Иллюстрации на ВикискладеК:Википедия:Ссылка на категорию Викисклада отсутствует в Викиданных‎?
Микула СеляниновичМикула Селянинович

Микула Селянинович — легендарный пахарь-богатырь в русских былинах новгородского цикла[1].





Этимология

Имя Микула — народная форма имени Николай; возможно, результат контаминации с именем Михаил[2].

Образ богатыря-пахаря

Богатырь олицетворяет крестьянскую силу; биться с ним нельзя, так как «весь род Микулов любит Матушка Сыра Земля».

Согласно одной из былин, он просит великана Святогора поднять упавшую на землю сумку. Тот не справляется с заданием. Тогда Микула Селянинович поднимает сумку одной рукой, сообщая, что в ней находится «вся тягость земная».

У Микулы Селяниновича, согласно фольклору, было две дочери: Василиса и Настасья (жены Ставра и Добрыни Никитича соответственно), которые также являются центральными героинями былин.
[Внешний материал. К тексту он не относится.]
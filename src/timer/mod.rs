//! Elapsed-time stopwatch
//!
//! Wall-clock stopwatch with minute:second presentation semantics,
//! decoupled from the transfer engine. While running, a periodic tick task
//! recomputes the elapsed whole seconds from the start origin and pushes
//! zero-padded display values to the caller's channel.

use std::time::Duration;

use tokio::sync::mpsc;
use tokio::task::JoinHandle;
use tokio::time::{interval, Instant, MissedTickBehavior};

/// Cadence of display refreshes while the timer is running
pub const TICK_INTERVAL: Duration = Duration::from_millis(50);

/// Zero-padded two-digit minute/second display values
#[derive(Debug, Clone, PartialEq, Eq)]
pub struct TimerTick {
    pub minutes: String,
    pub seconds: String,
}

impl TimerTick {
    fn from_elapsed(elapsed: Duration) -> Self {
        let total_secs = elapsed.as_secs();
        let (minutes, seconds) = (total_secs / 60, total_secs % 60);

        Self {
            minutes: format!("{:02}", minutes),
            seconds: format!("{:02}", seconds),
        }
    }

    fn zero() -> Self {
        Self::from_elapsed(Duration::ZERO)
    }
}

/// Stopwatch pushing display ticks into a caller-owned channel
///
/// The start origin is set at most once per run cycle: `start()` while
/// already started continues from the existing origin, and only `reset()`
/// clears it. `pause()` stops the ticks but preserves the origin, so a
/// later `start()` resumes against full wall time.
pub struct ElapsedTimer {
    started_at: Option<Instant>,
    tick_task: Option<JoinHandle<()>>,
    tx: mpsc::UnboundedSender<TimerTick>,
}

impl ElapsedTimer {
    pub fn new(tx: mpsc::UnboundedSender<TimerTick>) -> Self {
        Self {
            started_at: None,
            tick_task: None,
            tx,
        }
    }

    /// Begin (or resume) pushing ticks; never rebases an existing origin
    pub fn start(&mut self) {
        let origin = *self.started_at.get_or_insert_with(Instant::now);

        if self.tick_task.is_some() {
            return;
        }

        let tx = self.tx.clone();
        self.tick_task = Some(tokio::spawn(async move {
            let mut ticker = interval(TICK_INTERVAL);
            ticker.set_missed_tick_behavior(MissedTickBehavior::Skip);

            loop {
                ticker.tick().await;

                if tx.send(TimerTick::from_elapsed(origin.elapsed())).is_err() {
                    // Receiver dropped; nobody is displaying anymore
                    break;
                }
            }
        }));
    }

    /// Stop the ticks, preserving the start origin
    pub fn pause(&mut self) {
        if let Some(task) = self.tick_task.take() {
            task.abort();
        }
    }

    /// Stop the ticks, clear the origin, and push the zero display
    pub fn reset(&mut self) {
        self.pause();
        self.started_at = None;
        let _ = self.tx.send(TimerTick::zero());
    }

    /// Whether the tick task is live
    pub fn is_running(&self) -> bool {
        self.tick_task.is_some()
    }

    /// Wall time since the start origin, zero when unset
    pub fn elapsed(&self) -> Duration {
        self.started_at.map(|s| s.elapsed()).unwrap_or_default()
    }
}

impl Drop for ElapsedTimer {
    fn drop(&mut self) {
        self.pause();
    }
}

#[cfg(test)]
mod tests {
    use super::*;

    #[test]
    fn test_tick_formats_divmod_sixty() {
        let tick = TimerTick::from_elapsed(Duration::from_secs(90));
        assert_eq!(tick.minutes, "01");
        assert_eq!(tick.seconds, "30");

        let tick = TimerTick::from_elapsed(Duration::from_secs(7));
        assert_eq!(tick.minutes, "00");
        assert_eq!(tick.seconds, "07");

        // Minutes keep growing past the hour; there is no hour field
        let tick = TimerTick::from_elapsed(Duration::from_secs(3600));
        assert_eq!(tick.minutes, "60");
        assert_eq!(tick.seconds, "00");
    }

    #[test]
    fn test_subsecond_elapsed_floors_to_zero() {
        let tick = TimerTick::from_elapsed(Duration::from_millis(999));
        assert_eq!(tick.minutes, "00");
        assert_eq!(tick.seconds, "00");
    }

    #[tokio::test(start_paused = true)]
    async fn test_reset_then_start_counts_from_zero_non_decreasing() {
        let (tx, mut rx) = mpsc::unbounded_channel();
        let mut timer = ElapsedTimer::new(tx);

        timer.reset();
        assert_eq!(rx.recv().await.unwrap(), TimerTick::zero());

        timer.start();

        let mut last_secs = 0u64;
        for i in 0..30 {
            let tick = rx.recv().await.unwrap();
            let secs: u64 = tick.seconds.parse().unwrap();

            if i == 0 {
                assert_eq!(secs, 0);
            }
            assert!(secs >= last_secs);
            last_secs = secs;
        }

        // 30 ticks at 50ms cadence crossed the one-second boundary
        assert_eq!(last_secs, 1);

        timer.pause();
        assert!(!timer.is_running());
    }

    #[tokio::test(start_paused = true)]
    async fn test_start_is_idempotent_for_origin() {
        let (tx, _rx) = mpsc::unbounded_channel();
        let mut timer = ElapsedTimer::new(tx);

        timer.start();
        tokio::time::advance(Duration::from_millis(120)).await;
        timer.start();

        assert!(timer.elapsed() >= Duration::from_millis(120));
        assert!(timer.is_running());
    }

    #[tokio::test(start_paused = true)]
    async fn test_pause_preserves_origin_for_resume() {
        let (tx, _rx) = mpsc::unbounded_channel();
        let mut timer = ElapsedTimer::new(tx);

        timer.start();
        tokio::time::advance(Duration::from_millis(300)).await;
        timer.pause();

        // The gap while paused still counts against the preserved origin
        tokio::time::advance(Duration::from_millis(500)).await;
        timer.start();

        assert!(timer.elapsed() >= Duration::from_millis(800));
    }

    #[tokio::test(start_paused = true)]
    async fn test_reset_clears_origin() {
        let (tx, mut rx) = mpsc::unbounded_channel();
        let mut timer = ElapsedTimer::new(tx);

        timer.start();
        tokio::time::advance(Duration::from_secs(5)).await;
        timer.reset();

        assert_eq!(timer.elapsed(), Duration::ZERO);
        assert!(!timer.is_running());

        // Drain to the reset push; it must be the zero display
        let mut last = None;
        while let Ok(tick) = rx.try_recv() {
            last = Some(tick);
        }
        assert_eq!(last.unwrap(), TimerTick::zero());
    }
}
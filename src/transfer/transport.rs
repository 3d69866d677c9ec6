//! HTTP transport seam
//!
//! The engine talks to endpoints through the [`Transport`] trait so tests
//! can script transfers without a live server. [`HttpTransport`] is the
//! production implementation backed by `reqwest` with streamed bodies.

use std::pin::Pin;

use async_trait::async_trait;
use bytes::Bytes;
use futures_util::{Stream, TryStreamExt};
use reqwest::header::CONTENT_TYPE;
use reqwest::{Client, Url};

use crate::{ByrateError, Result};

/// Incremental byte stream over a download response body
pub type ByteStream = Pin<Box<dyn Stream<Item = Result<Bytes>> + Send>>;

/// Abstraction over the wire operations a session needs
#[async_trait]
pub trait Transport: Send + Sync {
    /// Open the download response as an incremental chunk stream
    ///
    /// Implementations that cannot expose the body incrementally must
    /// return [`ByrateError::UnsupportedTransport`]; buffering the whole
    /// response would defeat progress reporting.
    async fn open_download(&self, url: Url) -> Result<ByteStream>;

    /// Issue one whole-payload upload request, awaited to completion
    ///
    /// A non-success response status maps to [`ByrateError::UpstreamStatus`].
    async fn send_upload(&self, url: Url, payload: Bytes) -> Result<()>;
}

/// Production transport backed by a shared HTTP client
pub struct HttpTransport {
    client: Client,
}

impl HttpTransport {
    pub fn new() -> Result<Self> {
        let client = Client::builder()
            .build()
            .map_err(|e| ByrateError::ConfigError(format!("Failed to build HTTP client: {}", e)))?;

        Ok(Self { client })
    }
}

#[async_trait]
impl Transport for HttpTransport {
    async fn open_download(&self, url: Url) -> Result<ByteStream> {
        let response = self.client.get(url).send().await?;
        let stream = response.bytes_stream().map_err(ByrateError::from);

        Ok(Box::pin(stream))
    }

    async fn send_upload(&self, url: Url, payload: Bytes) -> Result<()> {
        let response = self
            .client
            .post(url)
            .header(CONTENT_TYPE, "application/octet-stream")
            .body(payload)
            .send()
            .await?;

        let status = response.status();
        if !status.is_success() {
            return Err(ByrateError::UpstreamStatus(status.as_u16()));
        }

        Ok(())
    }
}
Былины, посвящённые Микуле: «Вольга и Микула Селянинович», «Святогор и Микула Селянинович».

Микула и Николай Чудотворец

Связь христианского святого Николая Чудотворца с былинным богатырём Микулой Селяниновичем. Интересную версию о связи с днём народного календаря Николой вешним приводит П. И. Мельников в 1874 году[3]:

… и прикатил теплый Микула с кормом (9 мая, когда поля совсем покрываются травой — кормом для скота.). Где хлеба довольно в закромах уцелело, там к Микулину дню брагу варят, меда ставят, братчину-микульщину справляют, но таких мест немного. Вешнему Микуле за чарой вина больше празднуют.

В лесах на севере в тот день первый оратай русской земли вспоминался, любимый сын Матери Сырой Земли, богатырь, крестьянством излюбленный, Микула Селянинович, с его сошкой дóрога чёрна дерева, с его гужиками шелко́выми, с омежиком серебряным, с присошками кра́сна золота[4].

Микулу больше всего смерд (крестьянин, земледелец) чествовал... Ему, поильцу, ему, милостивому кормильцу, и честнее и чаще справлял он праздники... Ему в почесть бывали пиры-столованья на брачинах-микульщинах.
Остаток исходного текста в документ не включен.